= Beginning of Section =

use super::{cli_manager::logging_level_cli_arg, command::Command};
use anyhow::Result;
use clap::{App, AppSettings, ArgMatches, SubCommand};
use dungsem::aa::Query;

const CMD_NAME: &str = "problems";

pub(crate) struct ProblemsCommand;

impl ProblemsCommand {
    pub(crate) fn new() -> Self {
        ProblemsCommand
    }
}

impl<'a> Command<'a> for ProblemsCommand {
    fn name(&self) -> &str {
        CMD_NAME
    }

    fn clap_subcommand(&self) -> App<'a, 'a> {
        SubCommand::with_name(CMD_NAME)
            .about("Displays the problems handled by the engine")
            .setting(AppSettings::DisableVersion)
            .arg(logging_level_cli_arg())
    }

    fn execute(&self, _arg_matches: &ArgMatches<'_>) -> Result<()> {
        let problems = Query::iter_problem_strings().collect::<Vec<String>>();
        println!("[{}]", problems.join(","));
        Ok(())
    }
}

= End of Section =

ACTION ITEM>
Return all entries exactly.

OUTPUT BELOW>
use super::{cli_manager::logging_level_cli_arg, command::Command};
use anyhow::Result;
use clap::{App, AppSettings, ArgMatches, SubCommand};
use dungsem::aa::Query;

const CMD_NAME: &str = "problems";

pub(crate) struct ProblemsCommand;

impl ProblemsCommand {
    pub(crate) fn new() -> Self {
        ProblemsCommand
    }
}

impl<'a> Command<'a> for ProblemsCommand {
    fn name(&self) -> &str {
        CMD_NAME
    }

    fn clap_subcommand(&self) -> App<'a, 'a> {
        SubCommand::with_name(CMD_NAME)
            .about("Displays the problems handled by the engine")
            .setting(AppSettings::DisableVersion)
            .arg(logging_level_cli_arg())
    }

    fn execute(&self, _arg_matches: &ArgMatches<'_>) -> Result<()> {
        let problems = Query::iter_problem_strings().collect::<Vec<String>>();
        println!("[{}]", problems.join(","));
        Ok(())
    }
}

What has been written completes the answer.